2.4. Comparison of Predictive Models

We proposed three baselines to verify the effectiveness of the proposed EBCV model, including a single-channel model trained on B-mode images, a single-channel model trained on color Doppler images, and a double-channel model trained by the conventional transfer learning (CTL) method. In addition to the validation dataset, we used the internal testing dataset to compare the performance of the EBCV model with other baselines.

2.5. Performance Comparison Between the EBCV Model and Radiologists

To further validate the diagnostic capability of the EBCV model in clinical practice, we invited six radiologists who have more than 20 years of clinical experience analyzing both B-mode and color-Doppler images, and the TS testing dataset was used to compare its performance with the six radiologists. The tests were conducted using the same cropped images by the model and radiologists on a web-based rating platform. All six radiologists were aware that the patients in the external testing dataset had undergone biopsy, but they were blinded to the pathology reports of patients in the dataset.

2.6. The Interpretability of Model

To improve the interpretability of the model and mitigate the black-box property of the EBCV model, we used Grad-CAM to generate heatmaps to show the interpretability of the model [26]. These heatmaps embodied the location of the model’s focus on the US images, associated with the model prediction results. We obtained the heatmaps by applying Grad-CAM to the last convolutional layer of each ResNet50 in the EBCV model. Further details on Grad-CAM can be found in Appendix A.4.

2.7. Evaluation Metrics and Statistical Analysis

We evaluated the performance of our proposed model by analyzing the receiver operating characteristic curve (ROC), area under the receiver operating characteristic curve (AUC), sensitivity, specificity, negative predictive value (NPV), and positive predictive value (PPV). We used the DeLong test to compare the difference in the AUC while using different baselines and our model [27]. We performed all statistical analyses in MedCalc Statistical Software version 18.11.3 (MedCalc Software bvba; www.medcalc.org). A two-sided p-value test (p < 0.05) was considered to validate the results as statistically significant.

3. Results

3.1. Patient Characteristics

After applying the aforementioned exclusion criteria (see Section 2.1), 685 patients with 852 lesions from SW and TS hospitals remained eligible for the study.
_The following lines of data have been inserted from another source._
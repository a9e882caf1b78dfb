//! Integration tests for the tone scheduler driven through its handle.

use super::audio_mock::{spawn_scheduler, MockOutput, MockProbe, ProbeAnswer};
use std::time::Duration;
use tokio::sync::broadcast;
use tokio::time::Instant;
use tournament_buzzer::alarm::{AfterBlowDelay, AlarmEvent, RequestOutcome, SchedulerState};
use tournament_buzzer::audio::{OutputRoute, ToneCatalog, ToneId};

/// Drain events up to and including the cycle completion.
async fn events_until_complete(rx: &mut broadcast::Receiver<AlarmEvent>) -> Vec<AlarmEvent> {
    let mut events = Vec::new();
    loop {
        let event = rx.recv().await.unwrap();
        let done = matches!(event, AlarmEvent::CycleCompleted { .. });
        events.push(event);
        if done {
            return events;
        }
    }
}

/// First tone after 500ms with no accessory: primary route, 500 + 800ms cycle.
#[tokio::test(start_paused = true)]
async fn test_first_tone_half_second_delay() {
    let output = MockOutput::new();
    let scheduler = spawn_scheduler(MockProbe::new(ProbeAnswer::Disconnected), output.clone());
    let mut state = scheduler.subscribe_state();
    let start = Instant::now();

    let outcome = scheduler
        .request(ToneId::First, AfterBlowDelay::Ms500)
        .await
        .unwrap();
    assert_eq!(outcome, RequestOutcome::Accepted);
    assert_eq!(scheduler.state(), SchedulerState::Delaying);

    state
        .wait_for(|s| *s == SchedulerState::Sounding)
        .await
        .unwrap();
    assert_eq!(start.elapsed(), Duration::from_millis(500));

    scheduler.wait_idle().await.unwrap();
    assert_eq!(start.elapsed(), Duration::from_millis(500 + 800));

    let emissions = output.emissions();
    assert_eq!(emissions.len(), 1);
    assert_eq!(emissions[0].route, OutputRoute::PrimaryAlarmOutput);
    assert_eq!(
        emissions[0].profile,
        ToneCatalog::standard().resolve(ToneId::First)
    );
    assert_eq!(emissions[0].at - start, Duration::from_millis(500));
}

/// Each tone sounds for exactly its catalog duration.
#[tokio::test(start_paused = true)]
async fn test_sounding_lasts_profile_duration() {
    let catalog = ToneCatalog::standard();

    for tone in ToneId::ALL {
        let scheduler =
            spawn_scheduler(MockProbe::new(ProbeAnswer::Disconnected), MockOutput::new());
        let mut state = scheduler.subscribe_state();

        scheduler
            .request(tone, AfterBlowDelay::Ms200)
            .await
            .unwrap();
        state
            .wait_for(|s| *s == SchedulerState::Sounding)
            .await
            .unwrap();

        let sounding = Instant::now();
        scheduler.wait_idle().await.unwrap();
        assert_eq!(sounding.elapsed(), catalog.resolve(tone).duration(), "{tone}");
    }
}

/// Second tone with no delay, requested twice: one cycle only.
#[tokio::test(start_paused = true)]
async fn test_double_request_is_dropped() {
    let output = MockOutput::new();
    let scheduler = spawn_scheduler(MockProbe::new(ProbeAnswer::Disconnected), output.clone());
    let mut events = scheduler.subscribe_events();

    let first = scheduler.request(ToneId::Second, AfterBlowDelay::None);
    let second = scheduler.request(ToneId::Second, AfterBlowDelay::None);
    let (first, second) = tokio::join!(first, second);

    assert_eq!(first.unwrap(), RequestOutcome::Accepted);
    assert_eq!(second.unwrap(), RequestOutcome::Dropped);

    let seen = events_until_complete(&mut events).await;
    let armed = seen
        .iter()
        .filter(|e| matches!(e, AlarmEvent::CycleArmed { .. }))
        .count();
    let dropped = seen
        .iter()
        .filter(|e| matches!(e, AlarmEvent::RequestDropped { .. }))
        .count();
    assert_eq!(armed, 1);
    assert_eq!(dropped, 1);

    scheduler.wait_idle().await.unwrap();
    assert_eq!(output.emissions().len(), 1);
}

/// A zero delay still passes through Delaying.
#[tokio::test(start_paused = true)]
async fn test_zero_delay_traverses_delaying() {
    let scheduler = spawn_scheduler(MockProbe::new(ProbeAnswer::Disconnected), MockOutput::new());
    let mut events = scheduler.subscribe_events();

    let outcome = scheduler
        .request(ToneId::First, AfterBlowDelay::None)
        .await
        .unwrap();
    assert_eq!(outcome, RequestOutcome::Accepted);
    assert!(scheduler.is_busy());

    let seen = events_until_complete(&mut events).await;
    assert!(matches!(
        seen[0],
        AlarmEvent::CycleArmed {
            delay: AfterBlowDelay::None,
            ..
        }
    ));
    assert!(matches!(seen[1], AlarmEvent::ToneStarted { .. }));

    scheduler.wait_idle().await.unwrap();
}

/// Requests while sounding change nothing.
#[tokio::test(start_paused = true)]
async fn test_request_while_sounding_has_no_effect() {
    let output = MockOutput::new();
    let scheduler = spawn_scheduler(MockProbe::new(ProbeAnswer::Disconnected), output.clone());
    let mut state = scheduler.subscribe_state();
    let start = Instant::now();

    scheduler
        .request(ToneId::Third, AfterBlowDelay::Ms100)
        .await
        .unwrap();
    state
        .wait_for(|s| *s == SchedulerState::Sounding)
        .await
        .unwrap();

    let outcome = scheduler
        .request(ToneId::First, AfterBlowDelay::None)
        .await
        .unwrap();
    assert_eq!(outcome, RequestOutcome::Dropped);
    assert_eq!(scheduler.state(), SchedulerState::Sounding);

    scheduler.wait_idle().await.unwrap();
    assert_eq!(start.elapsed(), Duration::from_millis(100 + 1500));
    assert_eq!(output.emissions().len(), 1);
}

/// Playback failure still returns the scheduler to idle on time.
#[tokio::test(start_paused = true)]
async fn test_playback_failure_reaches_idle() {
    let output = MockOutput::failing();
    let scheduler = spawn_scheduler(MockProbe::new(ProbeAnswer::Disconnected), output.clone());
    let mut events = scheduler.subscribe_events();
    let start = Instant::now();

    scheduler
        .request(ToneId::Fourth, AfterBlowDelay::Ms300)
        .await
        .unwrap();

    let seen = events_until_complete(&mut events).await;
    assert!(seen
        .iter()
        .any(|e| matches!(e, AlarmEvent::PlaybackFailed { tone: ToneId::Fourth, .. })));
    assert!(!seen
        .iter()
        .any(|e| matches!(e, AlarmEvent::ToneStarted { .. })));

    scheduler.wait_idle().await.unwrap();
    assert_eq!(start.elapsed(), Duration::from_millis(300 + 2500));
    assert_eq!(output.emissions().len(), 1);

    // Scheduler is usable again
    let outcome = scheduler
        .request(ToneId::First, AfterBlowDelay::None)
        .await
        .unwrap();
    assert_eq!(outcome, RequestOutcome::Accepted);
}

/// Consecutive cycles each pick their route afresh.
#[tokio::test(start_paused = true)]
async fn test_route_recomputed_per_cycle() {
    let probe = MockProbe::new(ProbeAnswer::Connected);
    let output = MockOutput::new();
    let scheduler = spawn_scheduler(probe.clone(), output.clone());

    scheduler
        .request(ToneId::First, AfterBlowDelay::None)
        .await
        .unwrap();
    scheduler.wait_idle().await.unwrap();

    probe.set(ProbeAnswer::Disconnected);
    scheduler
        .request(ToneId::First, AfterBlowDelay::None)
        .await
        .unwrap();
    scheduler.wait_idle().await.unwrap();

    let routes: Vec<OutputRoute> = output.emissions().iter().map(|e| e.route).collect();
    assert_eq!(
        routes,
        vec![OutputRoute::AlternateOutput, OutputRoute::PrimaryAlarmOutput]
    );
    assert_eq!(probe.calls(), 2);
}

/// Dropped requests do not consult the route selector.
#[tokio::test(start_paused = true)]
async fn test_dropped_request_skips_route_selection() {
    let probe = MockProbe::new(ProbeAnswer::Disconnected);
    let scheduler = spawn_scheduler(probe.clone(), MockOutput::new());

    scheduler
        .request(ToneId::First, AfterBlowDelay::Ms1000)
        .await
        .unwrap();
    scheduler
        .request(ToneId::First, AfterBlowDelay::Ms1000)
        .await
        .unwrap();

    assert_eq!(probe.calls(), 1);
    scheduler.wait_idle().await.unwrap();
}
A total of 434 (50.9%) lesions were used for the pre-training, transfer learning, and validation of the model, and 418 (49.1%) lesions were used for testing. Demographic data and patient characteristics are summarized in Table 1.

3.2. Performance Comparison with Different Backbones

To develop a high-performance model, we evaluated four commonly used backbone networks: VGG16 [28], SENet50 [29], EfficientNet [30], and ResNet50 [31]. Each network was pre-trained on B-mode ultrasound images and subsequently tested on our internal dataset. As shown in Table 2, ResNet50 demonstrated superior performance compared to the other architectures. Based on these results, we selected ResNet50 as the backbone network for our EBCV model.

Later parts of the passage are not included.